--- Task statement ---
Print the lines of the data, starting with the first, up to and including the line where "pub fn extract_screen(caps: &ScreenCaptures<'_>)" appears.

______

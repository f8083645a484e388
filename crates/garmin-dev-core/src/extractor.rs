//! Turns a classified line into a typed [`ElementSpec`].
//!
//! Numeric fields are integers. A token that does not parse makes the whole
//! line a [`MalformedPayload`]; the caller drops the line and moves on.

use crate::document::Screen;
use crate::element::{ElementSpec, FontSize, Position, Rgb, Size};
use crate::error::{Clause, MalformedPayload};
use crate::grammar::{ArgsRole, GrammarMatch, ScreenCaptures};
use crate::options::{NormalizePolicy, UnknownFontPolicy};

pub fn extract(
    matched: &GrammarMatch<'_>,
    policy: &NormalizePolicy,
) -> Result<ElementSpec, MalformedPayload> {
    let caps = &matched.captures;
    let grammar = matched.grammar;
    let malformed = |clause, token: &str| MalformedPayload::new(grammar, clause, token);

    let mut spec = ElementSpec::new(policy.normalize_kind(caps.kind));

    if let Some(args) = caps.args.map(clean_args).filter(|a| !a.is_empty()) {
        match matched.args_role {
            ArgsRole::Label => spec.label = Some(args.to_string()),
            ArgsRole::TextContent => spec.text_content = Some(args.to_string()),
        }
    }

    if let Some(raw) = caps.position {
        spec.position = Some(parse_position(raw).ok_or_else(|| malformed(Clause::Position, raw))?);
    }

    if let Some(raw) = caps.size {
        spec.size = Some(parse_size(raw).ok_or_else(|| malformed(Clause::Size, raw))?);
    }

    if let Some(raw) = caps.color {
        spec.color = Some(raw.parse::<Rgb>().map_err(|_| malformed(Clause::Color, raw))?);
    }

    if let Some(raw) = caps.font {
        if raw.trim().is_empty() {
            return Err(malformed(Clause::Font, raw));
        }
        let font = FontSize::from_tag(raw);
        if font.is_known() || policy.unknown_fonts == UnknownFontPolicy::Preserve {
            spec.font = Some(font);
        }
    }

    Ok(spec)
}

pub fn extract_screen(caps: &ScreenCaptures<'_>) -> Result<Screen, MalformedPayload> {
    let (width, height) = parse_pair(caps.dims)
        .ok_or_else(|| MalformedPayload::new("screen", Clause::Screen, caps.dims))?;
    let center = parse_position(caps.center)
        .ok_or_else(|| MalformedPayload::new("screen", Clause::Center, caps.center))?;

    Ok(Screen {
        width,
        height,
        center,
    })
}

fn clean_args(raw: &str) -> &str {
    let trimmed = raw.trim();
    trimmed
        .strip_prefix('"')
        .and_then(|s| s.strip_suffix('"'))
        .unwrap_or(trimmed)
}

fn parse_position(raw: &str) -> Option<Position> {
    let (x, y) = raw.split_once(',')?;
    Some(Position::new(x.trim().parse().ok()?, y.trim().parse().ok()?))
}

fn parse_pair(raw: &str) -> Option<(u32, u32)> {
    let (w, h) = raw.split_once('x')?;
    Some((w.trim().parse().ok()?, h.trim().parse().ok()?))
}

fn parse_size(raw: &str) -> Option<Size> {
    if raw.contains('x') {
        let (width, height) = parse_pair(raw)?;
        Some(Size::Dimensions { width, height })
    } else {
        raw.trim().parse().ok().map(Size::Scalar)
    }
}

#[cfg(test)]
mod tests {
    use super::*;
    use crate::grammar::patterns::parse_render_line;
    use crate::grammar::parse_screen_line;
    use crate::options::KindStyle;

    fn matched(text: &str, args_role: ArgsRole) -> GrammarMatch<'_> {
        GrammarMatch {
            grammar: "test",
            args_role,
            captures: parse_render_line(text).unwrap(),
        }
    }

    fn extract_default(text: &str) -> Result<ElementSpec, MalformedPayload> {
        extract(&matched(text, ArgsRole::Label), &NormalizePolicy::default())
    }

    #[test]
    fn test_full_payload() {
        let spec = extract_default(
            "[W] RENDER: Hand(minute) Position(-3,140) Size(4x90) Color(0XAABBCC) Font(SMALL)",
        )
        .unwrap();

        assert_eq!(spec.kind, "hand");
        assert_eq!(spec.label.as_deref(), Some("minute"));
        assert_eq!(spec.position, Some(Position::new(-3, 140)));
        assert_eq!(spec.size, Some(Size::Dimensions { width: 4, height: 90 }));
        assert_eq!(spec.color.map(|c| c.to_string()).as_deref(), Some("#aabbcc"));
        assert_eq!(spec.font, Some(FontSize::Small));
    }

    #[test]
    fn test_absent_clauses_stay_absent() {
        let spec = extract_default("RENDER: Tick Position(1,2)").unwrap();
        assert_eq!(spec.label, None);
        assert_eq!(spec.size, None);
        assert_eq!(spec.color, None);
        assert_eq!(spec.font, None);
        assert_eq!(spec.text_content, None);
    }

    #[test]
    fn test_text_role_and_quoted_args() {
        let spec = extract(
            &matched(r#"RENDER: Title("Hello") Position(1,2) Font(MEDIUM)"#, ArgsRole::TextContent),
            &NormalizePolicy::default(),
        )
        .unwrap();
        assert_eq!(spec.text_content.as_deref(), Some("Hello"));
        assert_eq!(spec.label, None);
    }

    #[test]
    fn test_blank_args_are_absent() {
        let spec = extract_default("RENDER: Tick(  ) Position(1,2)").unwrap();
        assert_eq!(spec.label, None);
    }

    #[test]
    fn test_malformed_position() {
        let err = extract_default("RENDER: Tick Position(abc,2)").unwrap_err();
        assert_eq!(err.clause, Clause::Position);
        assert_eq!(err.token, "abc,2");
        assert_eq!(err.grammar, "test");

        assert!(extract_default("RENDER: Tick Position(12)").is_err());
        assert!(extract_default("RENDER: Tick Position(1,99999999999)").is_err());
    }

    #[test]
    fn test_malformed_size_and_color() {
        assert_eq!(
            extract_default("RENDER: Tick Position(1,2) Size(-4)").unwrap_err().clause,
            Clause::Size
        );
        assert_eq!(
            extract_default("RENDER: Tick Position(1,2) Color(0xZZZZZZ)").unwrap_err().clause,
            Clause::Color
        );
    }

    #[test]
    fn test_empty_font_is_malformed() {
        assert_eq!(
            extract_default("RENDER: Tick Position(1,2) Font()").unwrap_err().clause,
            Clause::Font
        );
    }

    #[test]
    fn test_unknown_font_policy() {
        let line = "RENDER: Tick Position(1,2) Font(NUMBER_HOT)";

        let kept = extract_default(line).unwrap();
        assert_eq!(kept.font, Some(FontSize::Other("NUMBER_HOT".to_string())));

        let policy = NormalizePolicy {
            unknown_fonts: UnknownFontPolicy::Drop,
            ..Default::default()
        };
        let dropped = extract(&matched(line, ArgsRole::Label), &policy).unwrap();
        assert_eq!(dropped.font, None);
    }

    #[test]
    fn test_kind_style_verbatim() {
        let policy = NormalizePolicy {
            kind_style: KindStyle::Verbatim,
            ..Default::default()
        };
        let spec = extract(&matched("RENDER: Hour_Number Position(1,2)", ArgsRole::Label), &policy)
            .unwrap();
        assert_eq!(spec.kind, "Hour_Number");
    }

    #[test]
    fn test_screen_descriptor() {
        let caps = parse_screen_line("RENDER: Screen(260x280) Center(130,140)").unwrap();
        let screen = extract_screen(&caps).unwrap();
        assert_eq!(screen.width, 260);
        assert_eq!(screen.height, 280);
        assert_eq!(screen.center, Position::new(130, 140));

        let bad = parse_screen_line("RENDER: Screen(wide) Center(130,140)").unwrap();
        assert_eq!(extract_screen(&bad).unwrap_err().clause, Clause::Screen);
    }
}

______

--- Solution for this problem ---
repository f8083645a484e388
filename crates/garmin-dev-core/src/extractor.rs
//! Turns a classified line into a typed [`ElementSpec`].
//!
//! Numeric fields are integers. A token that does not parse makes the whole
//! line a [`MalformedPayload`]; the caller drops the line and moves on.

use crate::document::Screen;
use crate::element::{ElementSpec, FontSize, Position, Rgb, Size};
use crate::error::{Clause, MalformedPayload};
use crate::grammar::{ArgsRole, GrammarMatch, ScreenCaptures};
use crate::options::{NormalizePolicy, UnknownFontPolicy};

pub fn extract(
    matched: &GrammarMatch<'_>,
    policy: &NormalizePolicy,
) -> Result<ElementSpec, MalformedPayload> {
    let caps = &matched.captures;
    let grammar = matched.grammar;
    let malformed = |clause, token: &str| MalformedPayload::new(grammar, clause, token);

    let mut spec = ElementSpec::new(policy.normalize_kind(caps.kind));

    if let Some(args) = caps.args.map(clean_args).filter(|a| !a.is_empty()) {
        match matched.args_role {
            ArgsRole::Label => spec.label = Some(args.to_string()),
            ArgsRole::TextContent => spec.text_content = Some(args.to_string()),
        }
    }

    if let Some(raw) = caps.position {
        spec.position = Some(parse_position(raw).ok_or_else(|| malformed(Clause::Position, raw))?);
    }

    if let Some(raw) = caps.size {
        spec.size = Some(parse_size(raw).ok_or_else(|| malformed(Clause::Size, raw))?);
    }

    if let Some(raw) = caps.color {
        spec.color = Some(raw.parse::<Rgb>().map_err(|_| malformed(Clause::Color, raw))?);
    }

    if let Some(raw) = caps.font {
        if raw.trim().is_empty() {
            return Err(malformed(Clause::Font, raw));
        }
        let font = FontSize::from_tag(raw);
        if font.is_known() || policy.unknown_fonts == UnknownFontPolicy::Preserve {
            spec.font = Some(font);
        }
    }

    Ok(spec)
}

pub fn extract_screen(caps: &ScreenCaptures<'_>) -> Result<Screen, MalformedPayload> {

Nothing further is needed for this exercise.